CHAPTER 1: Setting up the hardwareLAST UPDATE: 25/02/2004This chapter explains the configuration of the hardware in the two CPSR2 racks in the upstairs control room at the Parkes radio telescope. You only need to consult this first chapter if the cluster has been shut down and de-powered, or the machines suffer from a crash that cannot be recovered using software alone. If all the machines are turned on and ready to go, skip straight to the software setup instructions in chapter two.
Introduction: Hardware OverviewThe CPSR2 instrument consists of a fast, flexible digitiser (FFD) board, connected on one end to the Parkes down-conversion chain and on the other end to a cluster of 30 rackmount computers that handle data acquisition and processing. A gigabit fibre ethernet cable runs from the cluster racks (in the upstairs control room) to a linux workstation (Pegasus) in the observer's control room. Pegasus is used to control the system when observing.The cluster machines are all Dell 2650 servers with dual 2.2 GHz Pentium 4 processors. They are named cpsr1 through cpsr30 (Do not confuse the computer called cpsr1 with the name of the DLT-based precursor instrument, CPSR1). The machines at the top of each rack (cpsr1 and cpsr2) have a different hardware configuration to the rest and are called the "primary nodes". The other 28 machines are all identical to each other and are called "secondary nodes". The machines are arranged
in a fairly intuitive fashion, the odd numbers are stacked in the
leftmost rack, in ascending order from top to bottom. Unfortunately
the VME crate housing the FFD takes up so much space that not all 15
of the odd machines fit in this rack , so they spill over into the
rightmost rack, where they are inserted in numerical order between the
even numbered machines.
![]() The whole cluster is serviced by two network layers, one of which is standard 100 Mbit ethernet. This layer is used for control and monitoring. The second layer is a high speed gigabit ethernet system, used for shifting baseband data between machines.

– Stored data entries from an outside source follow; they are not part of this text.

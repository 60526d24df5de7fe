//! 游戏配置：JSON 文件 + 命令行覆盖。
//!
//! 每个字段都有默认值，配置文件里只需写要改的部分。

use std::fs;
use std::path::{Path, PathBuf};
use std::time::Duration;

use clap::Parser;
use dungeon::{DungeonConfig, ObstacleConfig};
use error::{ConfigurationError, GameError};
use serde::{Deserialize, Serialize};
use tracing::debug;

/// 视口和终端单元格设置
#[derive(Clone, Debug, PartialEq, Eq, Serialize, Deserialize)]
#[serde(default)]
pub struct ScreenConfig {
    /// 可见的地图列数（奇数，玩家居中）
    pub columns: u16,
    /// 可见的地图行数（奇数）
    pub rows: u16,
    /// 每个地图格子占用的终端列数
    pub tile_width: u16,
}

impl Default for ScreenConfig {
    fn default() -> Self {
        Self {
            columns: 15,
            rows: 9,
            tile_width: 2,
        }
    }
}

impl ScreenConfig {
    pub fn validate(&self) -> Result<(), ConfigurationError> {
        let odd = |n: u16| n % 2 == 1;
        if !odd(self.columns) || !odd(self.rows) || self.tile_width == 0 {
            return Err(ConfigurationError::InvalidViewport {
                columns: self.columns,
                rows: self.rows,
            });
        }
        Ok(())
    }
}

#[derive(Clone, Debug, PartialEq, Eq, Serialize, Deserialize)]
#[serde(default)]
pub struct PlayerConfig {
    pub max_health: u32,
    pub max_energy: u32,
}

impl Default for PlayerConfig {
    fn default() -> Self {
        Self {
            max_health: 100,
            max_energy: 100,
        }
    }
}

#[derive(Clone, Debug, PartialEq, Eq, Serialize, Deserialize)]
#[serde(default)]
pub struct EnemyConfig {
    pub count: usize,
    pub max_health: u32,
    /// 出生点拒绝采样的尝试上限
    pub spawn_attempts: u32,
}

impl Default for EnemyConfig {
    fn default() -> Self {
        Self {
            count: 6,
            max_health: 30,
            spawn_attempts: 1_000,
        }
    }
}

/// 全部可配置项
#[derive(Clone, Debug, PartialEq, Serialize, Deserialize)]
#[serde(default)]
pub struct GameConfig {
    pub dungeon: DungeonConfig,
    pub obstacles: ObstacleConfig,
    pub decorations: ObstacleConfig,
    pub screen: ScreenConfig,
    pub player: PlayerConfig,
    pub enemies: EnemyConfig,
    /// 每秒帧数
    pub frame_rate: u32,
}

impl Default for GameConfig {
    fn default() -> Self {
        Self {
            dungeon: DungeonConfig::default(),
            obstacles: ObstacleConfig::default(),
            decorations: ObstacleConfig::decorations(),
            screen: ScreenConfig::default(),
            player: PlayerConfig::default(),
            enemies: EnemyConfig::default(),
            frame_rate: 60,
        }
    }
}

impl GameConfig {
    /// 从 JSON 文件加载并校验
    pub fn load(path: &Path) -> Result<Self, GameError> {
        let text = fs::read_to_string(path)?;
        let config: Self = serde_json::from_str(&text)?;
        config.validate()?;
        debug!(path = %path.display(), "loaded config");
        Ok(config)
    }

    pub fn validate(&self) -> Result<(), ConfigurationError> {
        self.dungeon.validate()?;
        self.obstacles.validate()?;
        self.decorations.validate()?;
        self.screen.validate()?;
        Ok(())
    }

    /// 命令行参数覆盖配置文件
    pub fn apply_cli(&mut self, cli: &Cli) {
        if cli.random_seed {
            self.dungeon.seed = None;
        } else if let Some(seed) = cli.seed {
            self.dungeon.seed = Some(seed);
        }
    }

    pub fn frame_interval(&self) -> Duration {
        Duration::from_micros(1_000_000 / u64::from(self.frame_rate.max(1)))
    }
}

/// BSP dungeon explorer
#[derive(Parser, Debug)]
#[command(version, about)]
pub struct Cli {
    /// JSON config file (missing keys fall back to defaults)
    #[arg(long)]
    pub config: Option<PathBuf>,

    /// Dungeon seed, overrides the config file
    #[arg(long, conflicts_with = "random_seed")]
    pub seed: Option<u64>,

    /// Seed from the wall clock instead of the configured seed
    #[arg(long)]
    pub random_seed: bool,

    /// Print the generated dungeon as JSON and exit
    #[arg(long)]
    pub dump: bool,

    /// Directory for the log file
    #[arg(long, default_value = "logs")]
    pub log_dir: PathBuf,
}

impl Cli {
    /// 读取配置文件（如有）并应用命令行覆盖
    pub fn resolve_config(&self) -> Result<GameConfig, GameError> {
        let mut config = match &self.config {
            Some(path) => GameConfig::load(path)?,
            None => GameConfig::default(),
        };
        config.apply_cli(self);
        config.validate()?;
        Ok(config)
    }
}
// src/entity/src/roster.rs
//! 实体名册：玩家 + 敌人列表，以及基于网格和彼此位置的移动规则。

use dungeon::{ActorSprite, DungeonRng, Position, SpatialGrid, TileType};
use error::GameError;
use tracing::{debug, trace, warn};

use crate::entity::{Direction, Entity};

/// 名册中的实体标识
#[derive(Clone, Copy, Debug, PartialEq, Eq, Hash)]
pub enum EntityId {
    Player,
    Enemy(usize),
}

/// The player plus every tracked enemy, in spawn order.
#[derive(Clone, Debug, PartialEq, Eq)]
pub struct Roster {
    player: Entity,
    enemies: Vec<Entity>,
}

impl Roster {
    pub fn new(player: Entity) -> Self {
        Self {
            player,
            enemies: Vec::new(),
        }
    }

    pub fn player(&self) -> &Entity {
        &self.player
    }

    pub fn player_mut(&mut self) -> &mut Entity {
        &mut self.player
    }

    pub fn enemies(&self) -> &[Entity] {
        &self.enemies
    }

    pub fn enemy_mut(&mut self, index: usize) -> Option<&mut Entity> {
        self.enemies.get_mut(index)
    }

    pub fn add_enemy(&mut self, enemy: Entity) -> EntityId {
        self.enemies.push(enemy);
        EntityId::Enemy(self.enemies.len() - 1)
    }

    pub fn get(&self, id: EntityId) -> Option<&Entity> {
        match id {
            EntityId::Player => Some(&self.player),
            EntityId::Enemy(idx) => self.enemies.get(idx),
        }
    }

    fn get_mut(&mut self, id: EntityId) -> Option<&mut Entity> {
        match id {
            EntityId::Player => Some(&mut self.player),
            EntityId::Enemy(idx) => self.enemies.get_mut(idx),
        }
    }

    /// 所有实体及其标识
    pub fn iter(&self) -> impl Iterator<Item = (EntityId, &Entity)> {
        std::iter::once((EntityId::Player, &self.player)).chain(
            self.enemies
                .iter()
                .enumerate()
                .map(|(idx, e)| (EntityId::Enemy(idx), e)),
        )
    }

    /// 查询位置上的实体
    pub fn occupant_at(&self, pos: Position) -> Option<EntityId> {
        self.iter()
            .find(|(_, e)| e.position == pos)
            .map(|(id, _)| id)
    }

    /// Whether any entity other than `mover` stands on `pos`.
    pub fn is_occupied_by_other(&self, pos: Position, mover: EntityId) -> bool {
        self.iter().any(|(id, e)| id != mover && e.position == pos)
    }

    /// 移动规则：目标是地面、不是房间里的障碍物、没有其他实体
    pub fn can_move_to(&self, spatial: &SpatialGrid, mover: EntityId, target: Position) -> bool {
        spatial.is_walkable(target) && !self.is_occupied_by_other(target, mover)
    }

    /// Moves one step if the target is free; a blocked move is a no-op.
    pub fn try_move(&mut self, spatial: &SpatialGrid, mover: EntityId, dir: Direction) -> bool {
        let Some(entity) = self.get(mover) else {
            return false;
        };
        let target = dir.apply(entity.position);
        if !self.can_move_to(spatial, mover, target) {
            trace!(?mover, ?dir, ?target, "move blocked");
            return false;
        }
        if let Some(entity) = self.get_mut(mover) {
            entity.position = target;
        }
        true
    }

    /// One-shot random walk: shuffle the four directions and take the first
    /// that is free. Returns the direction taken, if any.
    pub fn wander(
        &mut self,
        spatial: &SpatialGrid,
        index: usize,
        rng: &mut DungeonRng,
    ) -> Option<Direction> {
        let mut directions = Direction::ALL;
        rng.shuffle(&mut directions);
        let mover = EntityId::Enemy(index);
        directions
            .into_iter()
            .find(|&dir| self.try_move(spatial, mover, dir))
    }

    /// Drops enemies whose health reached zero. Returns how many were removed.
    pub fn remove_defeated(&mut self) -> usize {
        let before = self.enemies.len();
        self.enemies.retain(Entity::is_alive);
        let removed = before - self.enemies.len();
        if removed > 0 {
            debug!(removed, remaining = self.enemies.len(), "despawned defeated enemies");
        }
        removed
    }

    /// Rejection-samples a room cell with no obstacle and no entity on it.
    pub fn find_free_tile(
        &self,
        spatial: &SpatialGrid,
        rng: &mut DungeonRng,
        max_attempts: u32,
    ) -> Result<Position, GameError> {
        if spatial.width() > 0 && spatial.height() > 0 {
            for attempt in 0..max_attempts {
                let pos = Position::new(
                    rng.random_range(0..spatial.width()),
                    rng.random_range(0..spatial.height()),
                );
                if spatial.tile_type(pos) == TileType::Room
                    && !spatial.has_obstacle(pos)
                    && self.occupant_at(pos).is_none()
                {
                    trace!(attempt, ?pos, "found free tile");
                    return Ok(pos);
                }
            }
        }
        warn!(max_attempts, "no free room tile found");
        Err(GameError::NoValidSpawn {
            attempts: max_attempts,
        })
    }

    /// 在空闲房间格子上放置 `count` 个敌人
    pub fn spawn_enemies(
        &mut self,
        spatial: &SpatialGrid,
        count: usize,
        max_health: u32,
        max_attempts: u32,
        rng: &mut DungeonRng,
    ) -> Result<(), GameError> {
        for _ in 0..count {
            let pos = self.find_free_tile(spatial, rng, max_attempts)?;
            let variant = rng.random_range(0..ActorSprite::Enemy.variants());
            self.add_enemy(Entity::enemy(pos, max_health, variant));
        }
        debug!(enemies = self.enemies.len(), "spawned enemies");
        Ok(())
    }
}

#[cfg(test)]
mod tests {
    use super::*;
    use dungeon::{DungeonGrid, ObjectKind, Obstacle, ObstacleLayer, Rect};
    use pretty_assertions::assert_eq;

    /// 7x5 房间 + 右侧走廊
    fn arena() -> SpatialGrid {
        let mut grid = DungeonGrid::new(12, 5);
        grid.fill_rect(&Rect::new(0, 0, 7, 5), TileType::Room);
        grid.fill_rect(&Rect::new(7, 2, 5, 1), TileType::Corridor);
        let mut obstacles = ObstacleLayer::empty(12, 5);
        obstacles.place(Position::new(3, 1), Obstacle {
            kind: ObjectKind::Crate,
            variant: 0,
        });
        obstacles.place(Position::new(9, 2), Obstacle {
            kind: ObjectKind::Crate,
            variant: 2,
        });
        SpatialGrid::new(grid, obstacles)
    }

    fn roster_at(x: i32, y: i32) -> Roster {
        Roster::new(Entity::player(Position::new(x, y), 100, 100))
    }

    #[test]
    fn player_moves_onto_free_floor() {
        let spatial = arena();
        let mut roster = roster_at(2, 2);
        assert!(roster.try_move(&spatial, EntityId::Player, Direction::Right));
        assert_eq!(roster.player().position, Position::new(3, 2));
    }

    #[test]
    fn room_obstacles_block() {
        let spatial = arena();
        let mut roster = roster_at(3, 2);
        assert!(!roster.try_move(&spatial, EntityId::Player, Direction::Up));
        assert_eq!(roster.player().position, Position::new(3, 2));
    }

    #[test]
    fn corridor_obstacles_do_not_block() {
        let spatial = arena();
        let mut roster = roster_at(8, 2);
        assert!(roster.try_move(&spatial, EntityId::Player, Direction::Right));
        assert_eq!(roster.player().position, Position::new(9, 2));
    }

    #[test]
    fn empty_tiles_and_map_edges_block() {
        let spatial = arena();
        let mut roster = roster_at(8, 2);
        assert!(!roster.try_move(&spatial, EntityId::Player, Direction::Up));
        let mut edge = roster_at(0, 0);
        assert!(!edge.try_move(&spatial, EntityId::Player, Direction::Left));
        assert!(!edge.try_move(&spatial, EntityId::Player, Direction::Up));
    }

    #[test]
    fn entities_block_each_other_both_ways() {
        let spatial = arena();
        let mut roster = roster_at(1, 1);
        let enemy = roster.add_enemy(Entity::enemy(Position::new(2, 1), 10, 0));

        assert!(!roster.try_move(&spatial, EntityId::Player, Direction::Right));
        assert!(!roster.try_move(&spatial, enemy, Direction::Left));
        // 自己的位置不算占用
        assert!(roster.can_move_to(&spatial, enemy, Position::new(2, 1)));
        assert_eq!(roster.occupant_at(Position::new(2, 1)), Some(enemy));
    }

    #[test]
    fn boxed_in_enemy_stays_put() {
        let mut grid = DungeonGrid::new(3, 3);
        grid.set(Position::new(1, 1), TileType::Room);
        let spatial = SpatialGrid::without_obstacles(grid);
        let mut roster = roster_at(0, 0);
        roster.add_enemy(Entity::enemy(Position::new(1, 1), 10, 0));
        let mut rng = DungeonRng::new(5);
        assert_eq!(roster.wander(&spatial, 0, &mut rng), None);
        assert_eq!(roster.enemies()[0].position, Position::new(1, 1));
    }

    #[test]
    fn wander_takes_the_only_open_direction() {
        let mut grid = DungeonGrid::new(3, 3);
        grid.set(Position::new(1, 1), TileType::Room);
        grid.set(Position::new(1, 2), TileType::Corridor);
        let spatial = SpatialGrid::without_obstacles(grid);
        for seed in 0..16 {
            let mut roster = roster_at(0, 0);
            roster.add_enemy(Entity::enemy(Position::new(1, 1), 10, 0));
            let mut rng = DungeonRng::new(seed);
            assert_eq!(roster.wander(&spatial, 0, &mut rng), Some(Direction::Down));
            assert_eq!(roster.enemies()[0].position, Position::new(1, 2));
        }
    }

    #[test]
    fn wander_is_reproducible_for_a_seed() {
        let spatial = arena();
        let run = |seed| {
            let mut roster = roster_at(0, 0);
            roster.add_enemy(Entity::enemy(Position::new(5, 3), 10, 0));
            let mut rng = DungeonRng::new(seed);
            (0..20)
                .map(|_| roster.wander(&spatial, 0, &mut rng))
                .collect::<Vec<_>>()
        };
        assert_eq!(run(31), run(31));
    }

    #[test]
    fn spawned_enemies_land_on_free_room_tiles() {
        let spatial = arena();
        let mut roster = roster_at(0, 0);
        let mut rng = DungeonRng::new(12);
        roster.spawn_enemies(&spatial, 10, 20, 1_000, &mut rng).unwrap();
        assert_eq!(roster.enemies().len(), 10);
        for (id, entity) in roster.iter().skip(1) {
            assert_eq!(spatial.tile_type(entity.position), TileType::Room);
            assert!(!spatial.has_obstacle(entity.position));
            assert!(!roster.is_occupied_by_other(entity.position, id));
            assert!(entity.texture_variant() < ActorSprite::Enemy.variants());
        }
    }

    #[test]
    fn spawn_search_gives_up_after_the_cap() {
        let spatial = SpatialGrid::without_obstacles(DungeonGrid::new(10, 10));
        let roster = roster_at(0, 0);
        let mut rng = DungeonRng::new(1);
        let err = roster.find_free_tile(&spatial, &mut rng, 50).unwrap_err();
        assert!(matches!(err, GameError::NoValidSpawn { attempts: 50 }));
    }

    #[test]
    fn defeated_enemies_are_removed() {
        let mut roster = roster_at(0, 0);
        roster.add_enemy(Entity::enemy(Position::new(1, 0), 10, 0));
        roster.add_enemy(Entity::enemy(Position::new(2, 0), 10, 0));
        if let Some(enemy) = roster.enemy_mut(0) {
            enemy.reduce_health(10);
        }
        assert_eq!(roster.remove_defeated(), 1);
        assert_eq!(roster.enemies().len(), 1);
        assert_eq!(roster.enemies()[0].position, Position::new(2, 0));
    }
}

The 100 Mbit layer uses a single dedicated Cisco switch for all 30 machines and is connected via a gigabit fibre uplink module to a desktop machine in the lower control room called pegasus. This means that the highest bandwidth between pegasus and any individual cluster machine is only 100 Mbit/s, but in theory the line can sustain 10 such simultaneous connections before saturating. The gigabit ethernet layer uses two 24 port switches, one in each rack. They are connected by two cross over lines that should enable 2 Gbit/s transfer rates between both halves of the cluster, twice as much as should be necessary to support the standard observing modes. The gigabit switch in the left hand rack is connected by another fibre line to a machine in the tower correlator room that hosts an Apple XRaid unit, providing up to 2 TB of additional storage space that can be accessed with data rates up to 1 Gbit/s.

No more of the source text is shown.